Win Intel HTPCs/NUCs & Kodi-native 3D MVC Playback
(2017-03-16, 13:22)Korrigan Wrote:
(2017-03-16, 03:23)p750mmx Wrote: TV displays [3D][1080p@24Hz]
Picture looks good, the same as with hardware option, not different that I can see.
No stutters, smooth image.
But isn't that half the resolution of "Hardware Based"? So there is a "big" (?) difference and you just can't see it?

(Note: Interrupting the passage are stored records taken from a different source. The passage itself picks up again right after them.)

//! Artifact locations and run settings.
//!
//! Defaults match the usual `data/` layout. Values can come from a JSON file
//! ([`PipelineConfig::load`]) and are then overridden by environment
//! variables ([`PipelineConfig::with_env_overrides`]), which `main` loads from
//! `.env` first.

use anyhow::{Context, Result};
use serde::{Deserialize, Serialize};
use std::path::{Path, PathBuf};

use crate::zones::MapOptions;

pub const DUCKDB_DATABASE_ENV: &str = "DUCKDB_DATABASE";
pub const TRIPS_BY_WEEK_ENV: &str = "TRIPS_BY_WEEK_FILE_PATH";
pub const MANHATTAN_STATS_ENV: &str = "MANHATTAN_STATS_FILE_PATH";
pub const MANHATTAN_MAP_ENV: &str = "MANHATTAN_MAP_FILE_PATH";
pub const TARGET_BOROUGH_ENV: &str = "TARGET_BOROUGH";
pub const MAP_WIDTH_ENV: &str = "MAP_WIDTH_PX";

/// Where each artifact lives and which borough the zone job targets.
///
/// Stored on disk as a JSON object; any field may be omitted:
/// ```json
/// {
///   "database_path": "data/staging/data.duckdb",
///   "trips_by_week_path": "data/outputs/trips_by_week.csv",
///   "borough": "Manhattan"
/// }
/// ```
#[derive(Debug, Clone, PartialEq, Serialize, Deserialize)]
#[serde(default)]
pub struct PipelineConfig {
    pub database_path: PathBuf,
    pub trips_by_week_path: PathBuf,
    pub manhattan_stats_path: PathBuf,
    pub manhattan_map_path: PathBuf,
    pub borough: String,
    pub map_width_px: u32,
}

impl Default for PipelineConfig {
    fn default() -> Self {
        Self {
            database_path: PathBuf::from("data/staging/data.duckdb"),
            trips_by_week_path: PathBuf::from("data/outputs/trips_by_week.csv"),
            manhattan_stats_path: PathBuf::from("data/staging/manhattan_stats.geojson"),
            manhattan_map_path: PathBuf::from("data/outputs/manhattan_map.png"),
            borough: "Manhattan".to_string(),
            map_width_px: MapOptions::default().width_px,
        }
    }
}

impl PipelineConfig {
    /// Loads the config from a JSON file at `path`.
    pub fn load(path: &Path) -> Result<Self> {
        let content = std::fs::read_to_string(path)
            .with_context(|| format!("failed to read config '{}'", path.display()))?;
        let config = serde_json::from_str(&content)
            .with_context(|| format!("failed to parse config '{}'", path.display()))?;
        Ok(config)
    }

    /// Defaults overridden by whatever environment variables are set.
    pub fn from_env() -> Result<Self> {
        Self::default().with_env_overrides()
    }

    /// Applies environment overrides on top of `self`.
    pub fn with_env_overrides(self) -> Result<Self> {
        self.with_overrides(|name| std::env::var(name).ok())
    }

    fn with_overrides(mut self, lookup: impl Fn(&str) -> Option<String>) -> Result<Self> {
        if let Some(v) = lookup(DUCKDB_DATABASE_ENV) {
            self.database_path = v.into();
        }
        if let Some(v) = lookup(TRIPS_BY_WEEK_ENV) {
            self.trips_by_week_path = v.into();
        }
        if let Some(v) = lookup(MANHATTAN_STATS_ENV) {
            self.manhattan_stats_path = v.into();
        }
        if let Some(v) = lookup(MANHATTAN_MAP_ENV) {
            self.manhattan_map_path = v.into();
        }
        if let Some(v) = lookup(TARGET_BOROUGH_ENV) {
            self.borough = v;
        }
        if let Some(v) = lookup(MAP_WIDTH_ENV) {
            self.map_width_px = v
                .parse()
                .with_context(|| format!("{MAP_WIDTH_ENV} must be a pixel count, got '{v}'"))?;
        }
        Ok(self)
    }

    /// All artifacts under `dir`, keeping the default file names.
    pub fn rooted_at(dir: impl AsRef<Path>) -> Self {
        let dir = dir.as_ref();
        Self {
            database_path: dir.join("data.duckdb"),
            trips_by_week_path: dir.join("outputs").join("trips_by_week.csv"),
            manhattan_stats_path: dir.join("staging").join("manhattan_stats.geojson"),
            manhattan_map_path: dir.join("outputs").join("manhattan_map.png"),
            ..Self::default()
        }
    }

    pub fn map_options(&self) -> MapOptions {
        MapOptions {
            width_px: self.map_width_px,
            ..MapOptions::default()
        }
    }

    /// The three published artifacts, in dependency order.
    pub fn artifact_paths(&self) -> [&Path; 3] {
        [
            self.manhattan_stats_path.as_path(),
            self.manhattan_map_path.as_path(),
            self.trips_by_week_path.as_path(),
        ]
    }
}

AIUI it isn't 'interlaced' in the way 'interlaced' 3D is usually thought of. This isn't a 1080i signal carrying 2 x 1920x540 eye feeds in consecutive fields (which are effectively sent sequentially over HDMI as 'real' interlaced video is) - where the vertical resolution of the 2 x 1920x1080 eye feeds is halved. The 3D TV receiving this signal doesn't deinterlace it as it would conventional interlaced video (merging fields with static content, and interpolating fields on moving content) and instead treats them as two 3D eye feeds, scaling the 2 x 1920x540 fields back to 1920x1080 fields, and then treating them as if they were alternativing frames for each eye. (Totally ignoring the real reason for interlacing). This requires that the 3D TV is fully aware that the signal is 3D interlaced as it handles it very differently to 2D interlaced content in the same 1080i structure.

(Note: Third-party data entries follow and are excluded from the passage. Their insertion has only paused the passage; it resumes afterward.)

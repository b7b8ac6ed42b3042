use duckdb::Connection;
use std::fs;
use std::sync::Arc;
use tempfile::TempDir;
use trip_metrics::PipelineError;
use trip_metrics::assets::{Assets, backfill};
use trip_metrics::config::PipelineConfig;
use trip_metrics::warehouse::DuckDbWarehouse;
use trip_metrics::window::weekly_partition_keys_between;

const SCHEMA: &str = "
    create table trips (
        vendor_id integer,
        pickup_zone_id integer,
        pickup_datetime timestamp,
        passenger_count double,
        trip_distance double,
        total_amount double
    );
    create table zones (
        zone_id integer,
        zone varchar,
        borough varchar,
        geometry varchar
    );
    insert into zones values
        (1, 'Midtown Center', 'Manhattan',
            'POLYGON((-73.99 40.75, -73.97 40.75, -73.97 40.76, -73.99 40.76, -73.99 40.75))'),
        (2, 'Upper East Side', 'Manhattan',
            'MULTIPOLYGON(((-73.97 40.76, -73.95 40.76, -73.95 40.78, -73.97 40.78, -73.97 40.76)))'),
        (3, 'Astoria', 'Queens',
            'POLYGON((-73.93 40.76, -73.91 40.76, -73.91 40.78, -73.93 40.78, -73.93 40.76))'),
        (4, 'Unmapped', 'Manhattan', null);
";

fn assets_with_trips(dir: &TempDir, trips: &str) -> Arc<Assets<DuckDbWarehouse>> {
    let conn = Connection::open_in_memory().unwrap();
    conn.execute_batch(SCHEMA).unwrap();
    if !trips.is_empty() {
        conn.execute_batch(&format!("insert into trips values {trips};"))
            .unwrap();
    }

    let warehouse = DuckDbWarehouse::from_connection(conn);
    Arc::new(Assets::new(
        PipelineConfig::rooted_at(dir.path()),
        Arc::new(warehouse),
    ))
}

const MARCH_TRIPS: &str = "
    (1, 1, '2023-03-06 08:15:00', 1, 2.0, 10.50),
    (2, 2, '2023-03-10 17:40:00', 2, 1.0, 5.25),
    (1, 1, '2023-03-14 09:00:00', 1, 3.5, 22.00),
    (1, 3, '2023-03-15 12:00:00', 4, 6.0, 31.10),
    (2, 4, '2023-03-29 23:00:00', 1, 0.5, 7.00)
";

#[tokio::test]
async fn test_materialize_week_scenario() {
    let dir = TempDir::new().unwrap();
    let assets = assets_with_trips(&dir, MARCH_TRIPS);

    let summary = assets.materialize_week("2023-03-06").await.unwrap();
    assert_eq!(summary.num_trips, 2);
    assert_eq!(summary.total_amount, 15.75);
    assert_eq!(summary.trip_distance, 3.0);
    assert_eq!(summary.passenger_count, 3);

    let csv = fs::read_to_string(&assets.config().trips_by_week_path).unwrap();
    assert_eq!(
        csv,
        "period,num_trips,total_amount,trip_distance,passenger_count\n2023-03-06,2,15.75,3.0,3\n"
    );
}

#[tokio::test]
async fn test_materialize_week_with_mid_week_key_labels_window_start() {
    let dir = TempDir::new().unwrap();
    let assets = assets_with_trips(&dir, MARCH_TRIPS);

    let summary = assets.materialize_week("2023-03-16").await.unwrap();
    assert_eq!(summary.period.to_string(), "2023-03-13");
    assert_eq!(summary.num_trips, 2);
    assert_eq!(summary.total_amount, 53.1);
}

#[tokio::test]
async fn test_empty_week_is_recorded() {
    let dir = TempDir::new().unwrap();
    let assets = assets_with_trips(&dir, MARCH_TRIPS);

    assets.materialize_week("2023-03-20").await.unwrap();

    let table = assets.weekly_table().unwrap();
    assert_eq!(table.len(), 1);
    let row = &table.rows()[0];
    assert_eq!(row.period.to_string(), "2023-03-20");
    assert_eq!(row.num_trips, 0);
    assert_eq!(row.total_amount, 0.0);
    assert_eq!(row.passenger_count, 0);
}

#[tokio::test]
async fn test_replaying_a_week_leaves_others_alone() {
    let dir = TempDir::new().unwrap();
    let assets = assets_with_trips(&dir, MARCH_TRIPS);

    assets.materialize_week("2023-03-06").await.unwrap();
    assets.materialize_week("2023-03-27").await.unwrap();
    let first_pass = assets.weekly_table().unwrap();

    assets.materialize_week("2023-03-13").await.unwrap();
    assets.materialize_week("2023-03-06").await.unwrap();
    let second_pass = assets.weekly_table().unwrap();

    let periods: Vec<String> = second_pass
        .rows()
        .iter()
        .map(|r| r.period.to_string())
        .collect();
    assert_eq!(periods, vec!["2023-03-06", "2023-03-13", "2023-03-27"]);
    assert_eq!(second_pass.rows()[0], first_pass.rows()[0]);
    assert_eq!(second_pass.rows()[2], first_pass.rows()[1]);
}

#[tokio::test]
async fn test_invalid_partition_key_writes_nothing() {
    let dir = TempDir::new().unwrap();
    let assets = assets_with_trips(&dir, MARCH_TRIPS);

    let err = assets.materialize_week("week nine").await.unwrap_err();
    assert!(matches!(err, PipelineError::InvalidPartitionKey { .. }));
    assert!(!assets.config().trips_by_week_path.exists());
}

#[tokio::test]
async fn test_corrupt_table_fails_week() {
    let dir = TempDir::new().unwrap();
    let assets = assets_with_trips(&dir, MARCH_TRIPS);

    let path = &assets.config().trips_by_week_path;
    fs::create_dir_all(path.parent().unwrap()).unwrap();
    fs::write(path, "period,num_trips,total_amount\n2023-02-27,9,90.0\n").unwrap();

    let err = assets.materialize_week("2023-03-06").await.unwrap_err();
    assert!(matches!(err, PipelineError::CorruptArtifact { .. }));
    assert!(fs::read_to_string(path).unwrap().contains("2023-02-27"));
}

#[tokio::test]
async fn test_missing_trips_table_is_aggregation_failure() {
    let dir = TempDir::new().unwrap();
    let conn = Connection::open_in_memory().unwrap();
    let assets = Assets::new(
        PipelineConfig::rooted_at(dir.path()),
        Arc::new(DuckDbWarehouse::from_connection(conn)),
    );

    let err = assets.materialize_week("2023-03-06").await.unwrap_err();
    match err {
        PipelineError::AggregationFailed { window, .. } => {
            assert_eq!(window.start().to_string(), "2023-03-06")
        }
        other => panic!("unexpected error: {other}"),
    }
}

#[tokio::test(flavor = "multi_thread", worker_threads = 4)]
async fn test_backfill_covers_every_week() {
    let dir = TempDir::new().unwrap();
    let assets = assets_with_trips(&dir, MARCH_TRIPS);

    let keys = weekly_partition_keys_between("2023-03-01", "2023-04-01").unwrap();
    let summaries = backfill(assets.clone(), keys.clone(), 3).await.unwrap();
    assert_eq!(summaries.len(), keys.len());

    let table = assets.weekly_table().unwrap();
    let periods: Vec<String> = table.rows().iter().map(|r| r.period.to_string()).collect();
    assert_eq!(periods, keys);

    let trips: u64 = table.rows().iter().map(|r| r.num_trips).sum();
    assert_eq!(trips, 5);
}

#[tokio::test]
async fn test_zone_stats_then_map() {
    let dir = TempDir::new().unwrap();
    let assets = assets_with_trips(&dir, MARCH_TRIPS);

    let zones = assets.materialize_manhattan_stats().await.unwrap();
    assert_eq!(zones, 2);

    let stats = fs::read_to_string(&assets.config().manhattan_stats_path).unwrap();
    let json: serde_json::Value = serde_json::from_str(&stats).unwrap();
    let features = json["features"].as_array().unwrap();
    assert_eq!(features.len(), 2);
    assert!(
        features
            .iter()
            .all(|f| f["properties"]["borough"] == "Manhattan")
    );

    assets.materialize_manhattan_map().unwrap();
    let image = fs::read(&assets.config().manhattan_map_path).unwrap();
    assert!(image.starts_with(b"\x89PNG"));
}

#[tokio::test]
async fn test_map_without_stats_fails() {
    let dir = TempDir::new().unwrap();
    let assets = assets_with_trips(&dir, MARCH_TRIPS);

    let err = assets.materialize_manhattan_map().unwrap_err();
    assert!(matches!(err, PipelineError::Io { .. }));
}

AIUI Instead of doing this it is potentially possible to use a similar, but subtly different, technique - using interleaving - so 2 x 1920x1080 eye feeds are scaled to 3840x1080 and merged to create a 2160 line image? So no vertical resolution drop. The Passive polarising filters on the 2160 line panel are configured so that 1080 lines are polarised to go one way, and 1080 lines are polarised to go the other way, in an alternating fashion. (You wouldn't want to encode a video in this format - as any compression artefacts could involve eyes 'leaking' - which is why TAB and SBS are used in preference as storage when MVC can't be - but as a baseband uncompressed interconnect it makes sense)

In baseband video terms the signal isn't interlaced, it's a progressive 2160/24p signal that just happens to have 1080 lines from one eye, and 1080 lines from another eye interleaved. So it delivers the same resolution as a 2160p TAB signal BUT crucially it doesn't require your TV to handle 2160p TAB, as the TV doesn't need to do any processing to the signal other than pixel/line-matching the input signal properly - so the lines are nailed to the right polarising filters.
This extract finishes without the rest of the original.